▶ _MATERIAL SUPPLIED_
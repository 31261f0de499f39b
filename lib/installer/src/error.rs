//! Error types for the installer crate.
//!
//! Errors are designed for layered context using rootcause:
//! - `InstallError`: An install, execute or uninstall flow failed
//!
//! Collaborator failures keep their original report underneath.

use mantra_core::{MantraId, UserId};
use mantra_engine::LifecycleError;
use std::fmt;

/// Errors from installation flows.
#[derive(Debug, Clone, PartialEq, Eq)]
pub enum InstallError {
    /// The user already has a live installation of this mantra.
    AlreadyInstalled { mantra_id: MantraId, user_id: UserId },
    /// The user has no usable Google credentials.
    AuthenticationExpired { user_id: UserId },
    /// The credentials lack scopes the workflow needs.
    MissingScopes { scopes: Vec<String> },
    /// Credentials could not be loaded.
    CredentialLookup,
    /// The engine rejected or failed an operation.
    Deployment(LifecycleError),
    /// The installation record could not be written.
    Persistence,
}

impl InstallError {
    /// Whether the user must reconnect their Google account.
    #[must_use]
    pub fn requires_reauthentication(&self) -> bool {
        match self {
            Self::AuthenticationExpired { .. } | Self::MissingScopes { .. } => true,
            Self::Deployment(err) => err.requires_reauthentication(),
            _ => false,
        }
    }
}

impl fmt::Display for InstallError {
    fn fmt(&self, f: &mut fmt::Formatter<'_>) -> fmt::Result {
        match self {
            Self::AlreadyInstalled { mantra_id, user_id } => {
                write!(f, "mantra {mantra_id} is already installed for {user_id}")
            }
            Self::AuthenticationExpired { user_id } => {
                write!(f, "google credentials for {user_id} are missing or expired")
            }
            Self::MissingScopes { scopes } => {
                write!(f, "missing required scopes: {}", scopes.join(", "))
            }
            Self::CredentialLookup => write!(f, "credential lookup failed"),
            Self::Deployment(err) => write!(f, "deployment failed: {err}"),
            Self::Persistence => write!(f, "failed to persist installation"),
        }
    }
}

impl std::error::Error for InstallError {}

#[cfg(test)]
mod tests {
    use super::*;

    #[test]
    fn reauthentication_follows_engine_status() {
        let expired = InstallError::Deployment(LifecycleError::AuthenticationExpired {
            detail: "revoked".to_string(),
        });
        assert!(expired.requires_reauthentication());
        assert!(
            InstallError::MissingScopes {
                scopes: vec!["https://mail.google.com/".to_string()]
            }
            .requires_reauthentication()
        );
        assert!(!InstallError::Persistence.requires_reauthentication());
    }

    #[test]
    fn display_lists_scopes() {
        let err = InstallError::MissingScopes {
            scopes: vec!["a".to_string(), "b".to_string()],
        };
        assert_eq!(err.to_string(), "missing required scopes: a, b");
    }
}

---

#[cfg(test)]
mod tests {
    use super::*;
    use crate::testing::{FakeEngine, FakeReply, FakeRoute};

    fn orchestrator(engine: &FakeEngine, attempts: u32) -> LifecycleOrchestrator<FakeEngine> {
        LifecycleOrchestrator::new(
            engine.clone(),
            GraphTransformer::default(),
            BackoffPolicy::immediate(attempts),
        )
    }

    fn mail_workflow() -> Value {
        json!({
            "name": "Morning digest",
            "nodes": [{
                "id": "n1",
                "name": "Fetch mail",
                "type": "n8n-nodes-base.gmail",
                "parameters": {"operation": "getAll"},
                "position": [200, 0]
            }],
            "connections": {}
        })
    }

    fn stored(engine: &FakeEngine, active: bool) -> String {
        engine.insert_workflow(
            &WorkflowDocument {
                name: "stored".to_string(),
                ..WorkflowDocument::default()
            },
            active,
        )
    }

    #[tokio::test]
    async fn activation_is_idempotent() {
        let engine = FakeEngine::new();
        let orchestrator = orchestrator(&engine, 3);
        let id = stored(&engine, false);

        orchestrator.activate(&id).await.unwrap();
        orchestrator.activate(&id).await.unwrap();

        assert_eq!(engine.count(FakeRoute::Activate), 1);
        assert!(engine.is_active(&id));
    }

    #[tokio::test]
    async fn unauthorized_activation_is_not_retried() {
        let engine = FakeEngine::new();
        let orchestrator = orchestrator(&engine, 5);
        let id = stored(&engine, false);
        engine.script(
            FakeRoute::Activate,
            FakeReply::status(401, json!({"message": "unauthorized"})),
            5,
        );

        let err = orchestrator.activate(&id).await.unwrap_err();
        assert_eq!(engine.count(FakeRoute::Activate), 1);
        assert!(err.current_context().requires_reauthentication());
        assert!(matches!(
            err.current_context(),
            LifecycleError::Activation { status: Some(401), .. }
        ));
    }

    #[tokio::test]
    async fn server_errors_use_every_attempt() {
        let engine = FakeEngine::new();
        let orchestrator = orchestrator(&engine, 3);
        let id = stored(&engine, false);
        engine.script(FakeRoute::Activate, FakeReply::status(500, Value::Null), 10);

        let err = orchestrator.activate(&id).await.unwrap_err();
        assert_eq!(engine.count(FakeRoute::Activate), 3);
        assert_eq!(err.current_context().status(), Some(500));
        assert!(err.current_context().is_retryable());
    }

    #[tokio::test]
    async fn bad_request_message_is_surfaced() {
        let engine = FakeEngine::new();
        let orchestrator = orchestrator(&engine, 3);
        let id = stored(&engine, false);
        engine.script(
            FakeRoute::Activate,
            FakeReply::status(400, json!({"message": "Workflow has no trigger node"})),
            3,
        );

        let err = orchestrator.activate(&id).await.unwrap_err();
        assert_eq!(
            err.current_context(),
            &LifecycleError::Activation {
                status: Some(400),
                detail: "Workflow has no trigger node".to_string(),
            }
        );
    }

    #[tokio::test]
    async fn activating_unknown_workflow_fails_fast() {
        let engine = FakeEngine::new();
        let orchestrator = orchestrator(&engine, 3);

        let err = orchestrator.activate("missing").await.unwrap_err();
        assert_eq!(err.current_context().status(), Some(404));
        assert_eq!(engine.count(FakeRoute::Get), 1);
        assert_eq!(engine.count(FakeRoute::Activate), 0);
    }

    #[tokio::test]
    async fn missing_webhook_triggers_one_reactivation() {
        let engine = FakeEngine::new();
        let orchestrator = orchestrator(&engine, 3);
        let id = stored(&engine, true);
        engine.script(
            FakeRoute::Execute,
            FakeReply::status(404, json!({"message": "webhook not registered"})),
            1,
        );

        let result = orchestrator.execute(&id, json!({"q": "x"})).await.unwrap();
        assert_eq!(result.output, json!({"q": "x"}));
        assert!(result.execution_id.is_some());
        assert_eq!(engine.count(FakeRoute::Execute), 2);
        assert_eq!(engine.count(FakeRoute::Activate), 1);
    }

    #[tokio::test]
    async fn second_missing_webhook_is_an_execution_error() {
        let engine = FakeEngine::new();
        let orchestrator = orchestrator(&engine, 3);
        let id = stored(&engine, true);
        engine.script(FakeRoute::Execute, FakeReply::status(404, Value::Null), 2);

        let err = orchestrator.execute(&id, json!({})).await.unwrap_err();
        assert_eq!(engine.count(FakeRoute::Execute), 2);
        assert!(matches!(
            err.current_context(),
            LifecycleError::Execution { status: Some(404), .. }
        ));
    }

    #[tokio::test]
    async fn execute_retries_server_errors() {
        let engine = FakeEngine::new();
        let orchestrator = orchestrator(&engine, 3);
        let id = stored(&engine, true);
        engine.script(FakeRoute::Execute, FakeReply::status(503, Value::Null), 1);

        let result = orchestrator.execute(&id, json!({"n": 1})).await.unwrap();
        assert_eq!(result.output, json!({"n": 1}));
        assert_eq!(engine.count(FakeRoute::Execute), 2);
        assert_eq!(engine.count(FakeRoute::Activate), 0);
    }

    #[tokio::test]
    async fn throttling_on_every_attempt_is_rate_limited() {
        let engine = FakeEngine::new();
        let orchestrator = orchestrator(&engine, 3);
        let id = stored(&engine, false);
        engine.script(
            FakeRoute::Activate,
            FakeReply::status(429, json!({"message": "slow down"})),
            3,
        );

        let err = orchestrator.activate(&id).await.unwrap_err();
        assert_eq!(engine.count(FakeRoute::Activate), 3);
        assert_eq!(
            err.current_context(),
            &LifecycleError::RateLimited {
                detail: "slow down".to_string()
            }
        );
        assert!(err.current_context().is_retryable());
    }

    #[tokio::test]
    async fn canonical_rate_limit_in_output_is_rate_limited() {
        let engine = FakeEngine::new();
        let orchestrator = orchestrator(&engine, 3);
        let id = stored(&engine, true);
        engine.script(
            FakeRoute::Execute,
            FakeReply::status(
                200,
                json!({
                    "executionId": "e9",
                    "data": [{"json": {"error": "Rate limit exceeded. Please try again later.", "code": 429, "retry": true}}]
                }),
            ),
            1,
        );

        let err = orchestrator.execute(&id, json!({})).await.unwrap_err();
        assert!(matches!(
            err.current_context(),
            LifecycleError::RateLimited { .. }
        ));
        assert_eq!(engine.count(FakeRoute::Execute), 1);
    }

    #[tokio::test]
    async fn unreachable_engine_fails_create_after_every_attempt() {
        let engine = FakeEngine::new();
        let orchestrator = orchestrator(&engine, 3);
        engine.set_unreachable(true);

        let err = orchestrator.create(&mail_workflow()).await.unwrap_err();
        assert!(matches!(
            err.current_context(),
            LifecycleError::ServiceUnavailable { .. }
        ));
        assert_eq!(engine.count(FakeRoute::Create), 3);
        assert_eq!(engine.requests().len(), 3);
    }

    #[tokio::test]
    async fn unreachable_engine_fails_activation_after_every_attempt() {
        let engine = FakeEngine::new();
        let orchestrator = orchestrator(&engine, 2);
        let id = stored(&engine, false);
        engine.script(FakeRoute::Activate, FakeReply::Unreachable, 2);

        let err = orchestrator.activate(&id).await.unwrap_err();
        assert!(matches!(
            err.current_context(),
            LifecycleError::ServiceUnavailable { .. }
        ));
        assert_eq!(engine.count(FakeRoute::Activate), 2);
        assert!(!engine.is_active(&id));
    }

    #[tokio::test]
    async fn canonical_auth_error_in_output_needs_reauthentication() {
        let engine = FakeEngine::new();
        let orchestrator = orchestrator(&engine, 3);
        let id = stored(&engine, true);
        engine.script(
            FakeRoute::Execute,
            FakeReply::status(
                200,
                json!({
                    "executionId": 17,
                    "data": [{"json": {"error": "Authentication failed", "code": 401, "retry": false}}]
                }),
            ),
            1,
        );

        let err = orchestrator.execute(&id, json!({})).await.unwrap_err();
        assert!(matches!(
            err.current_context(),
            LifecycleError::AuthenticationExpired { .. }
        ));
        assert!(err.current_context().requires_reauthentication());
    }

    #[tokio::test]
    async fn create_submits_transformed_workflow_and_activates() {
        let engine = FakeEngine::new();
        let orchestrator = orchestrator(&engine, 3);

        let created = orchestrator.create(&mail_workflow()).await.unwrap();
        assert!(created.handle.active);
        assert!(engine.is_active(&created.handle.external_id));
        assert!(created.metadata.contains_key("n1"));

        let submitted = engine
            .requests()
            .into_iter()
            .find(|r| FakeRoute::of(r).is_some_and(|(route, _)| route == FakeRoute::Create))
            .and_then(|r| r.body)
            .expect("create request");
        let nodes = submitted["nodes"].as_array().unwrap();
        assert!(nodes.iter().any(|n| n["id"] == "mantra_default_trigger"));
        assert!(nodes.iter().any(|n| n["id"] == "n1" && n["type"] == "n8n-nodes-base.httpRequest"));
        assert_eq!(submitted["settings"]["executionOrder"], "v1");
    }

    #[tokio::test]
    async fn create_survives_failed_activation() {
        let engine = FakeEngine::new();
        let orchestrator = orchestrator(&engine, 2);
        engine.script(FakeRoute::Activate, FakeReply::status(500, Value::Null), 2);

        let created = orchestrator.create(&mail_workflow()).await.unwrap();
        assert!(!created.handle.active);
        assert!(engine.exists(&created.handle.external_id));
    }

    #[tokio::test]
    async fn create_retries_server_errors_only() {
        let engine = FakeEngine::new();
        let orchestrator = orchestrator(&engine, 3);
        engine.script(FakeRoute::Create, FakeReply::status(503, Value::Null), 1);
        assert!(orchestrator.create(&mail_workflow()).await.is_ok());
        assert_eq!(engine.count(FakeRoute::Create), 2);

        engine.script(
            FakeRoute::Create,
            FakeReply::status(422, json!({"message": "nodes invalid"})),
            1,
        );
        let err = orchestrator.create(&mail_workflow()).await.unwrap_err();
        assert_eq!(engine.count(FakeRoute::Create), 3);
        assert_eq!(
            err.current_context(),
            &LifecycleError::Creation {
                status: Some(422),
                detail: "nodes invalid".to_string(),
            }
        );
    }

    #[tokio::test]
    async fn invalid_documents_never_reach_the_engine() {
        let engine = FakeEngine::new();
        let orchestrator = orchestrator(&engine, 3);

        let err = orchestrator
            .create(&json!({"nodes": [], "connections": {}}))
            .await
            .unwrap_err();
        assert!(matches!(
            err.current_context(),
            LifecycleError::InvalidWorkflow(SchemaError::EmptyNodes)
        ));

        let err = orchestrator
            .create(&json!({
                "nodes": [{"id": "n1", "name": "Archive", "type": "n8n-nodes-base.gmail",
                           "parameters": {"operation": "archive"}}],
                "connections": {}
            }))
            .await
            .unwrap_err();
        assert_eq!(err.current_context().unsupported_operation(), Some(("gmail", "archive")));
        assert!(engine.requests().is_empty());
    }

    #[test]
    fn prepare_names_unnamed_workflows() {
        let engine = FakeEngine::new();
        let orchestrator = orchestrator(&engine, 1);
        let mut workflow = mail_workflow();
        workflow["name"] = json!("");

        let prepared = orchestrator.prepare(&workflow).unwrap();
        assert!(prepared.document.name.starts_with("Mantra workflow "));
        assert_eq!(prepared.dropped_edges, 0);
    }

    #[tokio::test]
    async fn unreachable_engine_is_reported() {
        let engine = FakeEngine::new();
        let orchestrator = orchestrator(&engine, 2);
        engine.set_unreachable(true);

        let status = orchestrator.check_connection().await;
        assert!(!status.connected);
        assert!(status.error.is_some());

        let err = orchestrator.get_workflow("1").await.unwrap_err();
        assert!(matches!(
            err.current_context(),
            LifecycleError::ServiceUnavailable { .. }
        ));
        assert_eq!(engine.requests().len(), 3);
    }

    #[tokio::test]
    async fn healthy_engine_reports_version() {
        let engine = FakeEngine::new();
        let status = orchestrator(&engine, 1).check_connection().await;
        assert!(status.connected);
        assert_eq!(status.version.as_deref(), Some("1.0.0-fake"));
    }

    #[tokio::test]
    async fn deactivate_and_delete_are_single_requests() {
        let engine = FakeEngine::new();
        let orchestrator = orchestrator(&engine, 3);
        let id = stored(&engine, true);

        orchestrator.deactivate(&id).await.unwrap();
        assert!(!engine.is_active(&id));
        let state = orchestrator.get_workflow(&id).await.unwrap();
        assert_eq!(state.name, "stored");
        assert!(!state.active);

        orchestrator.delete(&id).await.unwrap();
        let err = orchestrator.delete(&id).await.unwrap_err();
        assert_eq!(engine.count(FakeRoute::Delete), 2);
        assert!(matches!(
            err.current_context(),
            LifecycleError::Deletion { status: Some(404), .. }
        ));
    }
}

▶ _WHAT YOU ARE ASKED TO DO_
Please show every line of the entries above that contains the word "attempts".

▶ _EXERCISE RESPONSE_
    fn orchestrator(engine: &FakeEngine, attempts: u32) -> LifecycleOrchestrator<FakeEngine> {
            BackoffPolicy::immediate(attempts),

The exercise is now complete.